>>
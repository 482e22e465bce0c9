//! GPX track ingestion.

use std::io::Cursor;

use chrono::{DateTime, FixedOffset};

use crate::{PlumeError, Trackpoint};

/// Parse every track point of every track segment, in document order.
///
/// Times are converted to `offset`. Points without a `<time>` element are
/// kept with `timestamp: None`; they never fuse with an analyzer sample.
pub fn parse_track(
    input: &[u8],
    source_name: &str,
    offset: FixedOffset,
) -> Result<Vec<Trackpoint>, PlumeError> {
    let mut cursor = Cursor::new(input);
    let gpx = gpx::read(&mut cursor).map_err(|e| PlumeError::malformed(source_name, e.to_string()))?;
    let mut out = Vec::new();

    for track in gpx.tracks {
        for segment in track.segments {
            for point in segment.points {
                let timestamp = match point.time {
                    Some(time) => {
                        let iso = time
                            .format()
                            .map_err(|e| PlumeError::malformed(source_name, e.to_string()))?;
                        let parsed = DateTime::parse_from_rfc3339(&iso).map_err(|e| {
                            PlumeError::malformed(source_name, format!("bad time '{iso}': {e}"))
                        })?;
                        Some(parsed.with_timezone(&offset))
                    }
                    None => None,
                };
                let geo = point.point();
                let (latitude, longitude) = (geo.y(), geo.x());
                if !latitude.is_finite() || !longitude.is_finite() {
                    return Err(PlumeError::malformed(
                        source_name,
                        format!("non-numeric coordinates in track point {}", out.len() + 1),
                    ));
                }
                out.push(Trackpoint {
                    latitude,
                    longitude,
                    elevation: point.elevation.unwrap_or(0.0),
                    timestamp,
                });
            }
        }
    }
    Ok(out)
}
<<
- [Requirement] Transcribe each line above exactly; skip none.

- [Result below]
repository 482e22e465bce0c9
//! GPX track ingestion.

use std::io::Cursor;

use chrono::{DateTime, FixedOffset};

use crate::{PlumeError, Trackpoint};

/// Parse every track point of every track segment, in document order.
///
/// Times are converted to `offset`. Points without a `<time>` element are
/// kept with `timestamp: None`; they never fuse with an analyzer sample.
pub fn parse_track(
    input: &[u8],
    source_name: &str,
    offset: FixedOffset,
) -> Result<Vec<Trackpoint>, PlumeError> {
    let mut cursor = Cursor::new(input);
    let gpx = gpx::read(&mut cursor).map_err(|e| PlumeError::malformed(source_name, e.to_string()))?;
    let mut out = Vec::new();

    for track in gpx.tracks {
        for segment in track.segments {
            for point in segment.points {
                let timestamp = match point.time {
                    Some(time) => {
                        let iso = time
                            .format()
                            .map_err(|e| PlumeError::malformed(source_name, e.to_string()))?;
                        let parsed = DateTime::parse_from_rfc3339(&iso).map_err(|e| {
                            PlumeError::malformed(source_name, format!("bad time '{iso}': {e}"))
                        })?;
                        Some(parsed.with_timezone(&offset))
                    }
                    None => None,
                };
                let geo = point.point();
                let (latitude, longitude) = (geo.y(), geo.x());
                if !latitude.is_finite() || !longitude.is_finite() {
                    return Err(PlumeError::malformed(
                        source_name,
                        format!("non-numeric coordinates in track point {}", out.len() + 1),
                    ));
                }
                out.push(Trackpoint {
                    latitude,
                    longitude,
                    elevation: point.elevation.unwrap_or(0.0),
                    timestamp,
                });
            }
        }
    }
    Ok(out)
}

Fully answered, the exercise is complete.